11.1 – Intro to Arrays

Before we get into arrays- a few more things about objects.

When your class uses an image, you still need to load that image in your main program’s setup.  You can pass in the image as an argument when you create your object.

MyImage newImageObject;
PImage theImageIWantToDisplay;

void setup() {
  size(400, 400);
  theImageIwantToDsiplay = loadImage("photo.jpg");
  newImageObject = new MyImage(theImageIWantToDisplay);
}

void draw() {
  background(0);
  newImageObject.display();
}
class MyImage {
  PImage theImage;

  MyImage(PImage tempImage) {
    theImage = tempImage;
  } 

  void display() {
    image(theImage, mouseX, mouseY, 100, 100);
  }
}

You’re also going to run into situations when a class needs to know about another object. An example of this is collision testing. If we go back to the example from a few weeks ago, where we test a ball hitting a right paddle, we can think about breaking down our program into two classes- a ball and a paddle.

Since there are two paddles and potentially multiple balls, the collision function should be in the ball class (so that we only have to pass the paddle into the ball, rather than ALL the balls into the paddle).

The rect class is straight forward:

class MyRect {
  int x;
  int y;
  int w;
  int h;

  MyRect() {
    w = 10;
    h = 200;
    x = width - 20;
  }

  void display(){
    y = mouseY; //why does this need to be in display?
    rect(x, y, w, h);
  }
}

The ball class is a straight forward as well, however we’re going to re-write our collision function.

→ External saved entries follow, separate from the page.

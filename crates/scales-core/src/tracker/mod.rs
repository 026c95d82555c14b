//! High-level tracker API driven by chat messages.
//!
//! The [`Tracker`] owns the per-user conversation state and coordinates the
//! intake state machine, the plan validator and the progress engine with the
//! SQLite stores.
//!
//! ```text
//! ┌─────────────────┐    ┌─────────────────┐    ┌─────────────────┐
//! │  conversation   │    │    plan_ops     │    │    Database     │
//! │ (commands, FSM, │───▶│ (async store    │───▶│   (via db/)     │
//! │  weight reports)│    │  operations)    │    │                 │
//! └─────────────────┘    └─────────────────┘    └─────────────────┘
//!    Message routing       Blocking offload       Data Persistence
//! ```
//!
//! # Usage
//!
//! ```rust,no_run
//! use scales_core::TrackerBuilder;
//!
//! # async fn example() -> Result<(), Box<dyn std::error::Error>> {
//! let tracker = TrackerBuilder::new()
//!     .with_database_path(Some("scales.db"))
//!     .build()
//!     .await?;
//!
//! let user_id = 7;
//! for text in ["/plan", "80", "75", "4", "79.2"] {
//!     if let Some(reply) = tracker.handle_message(user_id, text).await? {
//!         println!("{reply}");
//!     }
//! }
//! # Ok(())
//! # }
//! ```

use std::{path::PathBuf, sync::Arc};

pub mod builder;
pub mod clock;
pub mod conversation;
pub mod plan_ops;

#[cfg(test)]
mod tests;

pub use builder::TrackerBuilder;
pub use clock::{Clock, FixedClock, SystemClock};
pub use conversation::Command;

use crate::models::UserProfile;
use conversation::Conversations;

/// Main tracker interface.
pub struct Tracker {
    pub(crate) db_path: PathBuf,
    pub(crate) profile: UserProfile,
    pub(crate) clock: Arc<dyn Clock>,
    pub(crate) conversations: Conversations,
}

impl Tracker {
    pub(crate) fn new(db_path: PathBuf, profile: UserProfile, clock: Arc<dyn Clock>) -> Self {
        Self {
            db_path,
            profile,
            clock,
            conversations: Conversations::default(),
        }
    }

    /// Profile attached to plans created by this tracker.
    pub fn profile(&self) -> &UserProfile {
        &self.profile
    }
}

We used to pass in the two shape’s w,h,x, and y like this:

boolean collision(int x1, int y1, int w1, int h1, int x2, int y2, int w2, int h2) {
  if (x1 + w1 > x2 && y1 > y2 && y1 < y2 + h2) {
    println("collision");
    return true;
  }
  else {
    return false;
  }
}

Since the ball class already knows the ball’s x, y, w, and h, we not longer need to pass that in. All we need to pass in is a rect object. We then have access to the rect’s w, h, x, and y.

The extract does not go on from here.